*** Opening GIVEN DATA ***

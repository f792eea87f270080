//! API layer - gRPC service implementations

pub mod grpc;
pub mod proto;

pub use grpc::BillingServiceImpl;
pub use proto::billing;
//! 患者应用服务

use std::sync::Arc;

use chrono::Utc;

use super::dto::PatientRequest;
use crate::domain::{Patient, PatientId, PatientRepository};
use crate::error::{PatientError, ServiceResult};

pub struct PatientService {
    repository: Arc<dyn PatientRepository>,
}

fn not_found(id: &str) -> PatientError {
    PatientError::NotFound(format!("Patient not found with ID: {}", id))
}

impl PatientService {
    pub fn new(repository: Arc<dyn PatientRepository>) -> Self {
        Self { repository }
    }

    pub async fn list(&self) -> ServiceResult<Vec<Patient>> {
        Ok(self.repository.list().await?)
    }

    pub async fn get(&self, id: &str) -> ServiceResult<Patient> {
        let patient_id = PatientId::parse(id).ok_or_else(|| not_found(id))?;

        self.repository
            .find_by_id(patient_id)
            .await?
            .ok_or_else(|| not_found(id).into())
    }

    pub async fn create(&self, request: PatientRequest) -> ServiceResult<Patient> {
        let draft = request.validate()?;

        let patient = Patient {
            id: PatientId::new(),
            name: draft.name,
            email: draft.email,
            address: draft.address,
            date_of_birth: draft.date_of_birth,
            registered_date: Utc::now().date_naive(),
        };

        if !self.repository.save_if_email_free(&patient).await? {
            return Err(PatientError::DuplicateEmail(format!(
                "email {} is already registered",
                patient.email
            ))
            .into());
        }

        Ok(patient)
    }

    pub async fn update(&self, id: &str, request: PatientRequest) -> ServiceResult<Patient> {
        let draft = request.validate()?;

        let mut patient = self.get(id).await?;
        patient.name = draft.name;
        patient.email = draft.email;
        patient.address = draft.address;
        patient.date_of_birth = draft.date_of_birth;

        if !self.repository.save_if_email_free(&patient).await? {
            return Err(PatientError::DuplicateEmail(format!(
                "email {} is already registered to another patient",
                patient.email
            ))
            .into());
        }

        Ok(patient)
    }

    pub async fn delete(&self, id: &str) -> ServiceResult<()> {
        let patient_id = PatientId::parse(id).ok_or_else(|| not_found(id))?;

        if self.repository.delete(patient_id).await? {
            Ok(())
        } else {
            Err(not_found(id).into())
        }
    }
}
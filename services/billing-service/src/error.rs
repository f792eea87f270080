use pm_errors::AppError;
use thiserror::Error;
use tonic::Status;

/// 账户开通过程中的失败
#[derive(Debug, Error)]
pub enum BillingError {
    #[error("Invalid billing request: {0}")]
    InvalidRequest(String),
    #[error("Billing account already exists for patient {0}")]
    AccountExists(String),
    #[error("Ledger unavailable: {0}")]
    LedgerUnavailable(String),
    #[error("Internal server error: {0}")]
    Internal(String),
}

impl From<BillingError> for AppError {
    fn from(error: BillingError) -> Self {
        match error {
            BillingError::InvalidRequest(msg) => AppError::validation(msg),
            BillingError::AccountExists(patient_id) => AppError::conflict(format!(
                "Billing account already exists for patient {}",
                patient_id
            )),
            BillingError::LedgerUnavailable(msg) => AppError::external_service(msg),
            BillingError::Internal(msg) => AppError::internal(msg),
        }
    }
}

impl From<BillingError> for Status {
    fn from(error: BillingError) -> Self {
        AppError::from(error).into()
    }
}
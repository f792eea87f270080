//! 账单账户开通
//!
//! `AccountProvisioner` 是账户创建业务逻辑的接入点。
//! 目前只有 [`StubAccountProvisioner`]，对任何请求都返回同一个已激活账户。

use std::fmt;

use async_trait::async_trait;

use crate::error::BillingError;

/// 桩账户 ID
pub const STUB_ACCOUNT_ID: &str = "12345";

/// 账户状态
#[derive(Debug, Clone, Copy, PartialEq, Eq)]
pub enum AccountStatus {
    Active,
}

impl AccountStatus {
    pub fn as_str(&self) -> &'static str {
        match self {
            Self::Active => "ACTIVE",
        }
    }
}

impl fmt::Display for AccountStatus {
    fn fmt(&self, f: &mut fmt::Formatter<'_>) -> fmt::Result {
        f.write_str(self.as_str())
    }
}

/// 开通请求
#[derive(Debug, Clone, PartialEq, Eq)]
pub struct NewBillingAccount {
    pub patient_id: String,
    pub name: String,
    pub email: String,
}

/// 已开通的账户
#[derive(Debug, Clone, PartialEq, Eq)]
pub struct BillingAccount {
    pub account_id: String,
    pub status: AccountStatus,
}

/// 账户开通端口
///
/// 实现必须对重复请求保持幂等：RPC 传输可能至少投递一次。
#[async_trait]
pub trait AccountProvisioner: Send + Sync {
    async fn provision(&self, request: &NewBillingAccount) -> Result<BillingAccount, BillingError>;
}

/// 固定返回 `12345` / `ACTIVE`，不读取请求内容
#[derive(Debug, Default, Clone, Copy)]
pub struct StubAccountProvisioner;

#[async_trait]
impl AccountProvisioner for StubAccountProvisioner {
    async fn provision(&self, _request: &NewBillingAccount) -> Result<BillingAccount, BillingError> {
        Ok(BillingAccount {
            account_id: STUB_ACCOUNT_ID.to_string(),
            status: AccountStatus::Active,
        })
    }
}
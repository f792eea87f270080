//! HTTP 接口

pub mod error_translator;
mod patients;
mod routing;

use std::sync::Arc;

use axum::Router;
use metrics_exporter_prometheus::PrometheusHandle;
use tower_http::trace::TraceLayer;

use crate::application::PatientService;

pub use error_translator::{ErrorTranslator, TranslatedError};
pub use patients::patient_routes;
pub use routing::{api_routes, metrics_routes};

/// 处理器共享状态
#[derive(Clone)]
pub struct AppState {
    pub patients: Arc<PatientService>,
    pub translator: ErrorTranslator,
}

impl AppState {
    pub fn new(patients: Arc<PatientService>, translator: ErrorTranslator) -> Self {
        Self {
            patients,
            translator,
        }
    }
}

/// 组装完整的 HTTP 应用
pub fn build_app(state: AppState, metrics: Option<PrometheusHandle>) -> Router {
    let mut app = patient_routes(state).merge(api_routes());

    if let Some(handle) = metrics {
        app = app.merge(metrics_routes(handle));
    }

    app.layer(TraceLayer::new_for_http())
}
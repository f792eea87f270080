//! pm-config - 配置加载库
//!
//! 加载顺序：`default.toml` -> `{APP_ENV}.toml` -> `PM_` 前缀的环境变量

use std::net::SocketAddr;

use figment::{
    providers::{Env, Format, Toml},
    Figment,
};
use serde::Deserialize;
use thiserror::Error;

/// 环境变量前缀，嵌套字段用 `__` 分隔，例如 `PM_SERVER__PORT`
pub const ENV_PREFIX: &str = "PM_";

#[derive(Debug, Error)]
pub enum ConfigError {
    #[error("Failed to load config: {0}")]
    Load(#[from] figment::Error),

    #[error("Invalid server address {0}: {1}")]
    InvalidAddress(String, std::net::AddrParseError),
}

/// 服务器配置
#[derive(Debug, Clone, Deserialize)]
pub struct ServerConfig {
    #[serde(default = "default_host")]
    pub host: String,
    pub port: u16,
}

fn default_host() -> String {
    "0.0.0.0".to_string()
}

impl ServerConfig {
    /// 解析监听地址
    pub fn socket_addr(&self) -> Result<SocketAddr, ConfigError> {
        let raw = format!("{}:{}", self.host, self.port);
        raw.parse()
            .map_err(|e| ConfigError::InvalidAddress(raw, e))
    }
}

/// 遥测配置
#[derive(Debug, Clone, Deserialize)]
pub struct TelemetryConfig {
    #[serde(default = "default_log_level")]
    pub log_level: String,
}

impl Default for TelemetryConfig {
    fn default() -> Self {
        Self {
            log_level: default_log_level(),
        }
    }
}

fn default_log_level() -> String {
    "info".to_string()
}

fn default_app_env() -> String {
    current_env()
}

/// 当前运行环境，未设置 `APP_ENV` 时视为 development
fn current_env() -> String {
    std::env::var("APP_ENV").unwrap_or_else(|_| "development".to_string())
}

/// 应用配置
#[derive(Debug, Clone, Deserialize)]
pub struct AppConfig {
    pub app_name: String,
    #[serde(default = "default_app_env")]
    pub app_env: String,
    pub server: ServerConfig,
    #[serde(default)]
    pub telemetry: TelemetryConfig,
}

impl AppConfig {
    /// 从配置文件和环境变量加载配置
    pub fn load(config_dir: &str) -> Result<Self, ConfigError> {
        Self::load_for_env(config_dir, &current_env())
    }

    /// 按指定环境加载配置
    pub fn load_for_env(config_dir: &str, env: &str) -> Result<Self, ConfigError> {
        let config: Self = Figment::new()
            .merge(Toml::file(format!("{}/default.toml", config_dir)))
            .merge(Toml::file(format!("{}/{}.toml", config_dir, env)))
            .merge(Env::prefixed(ENV_PREFIX).split("__"))
            .extract()?;

        Ok(config)
    }

    /// 是否为生产环境
    pub fn is_production(&self) -> bool {
        self.app_env == "production"
    }
}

*** Closing GIVEN DATA ***

Copy all lines of the records that have the string "list" in them.

    pub async fn list(&self) -> ServiceResult<Vec<Patient>> {
        Ok(self.repository.list().await?)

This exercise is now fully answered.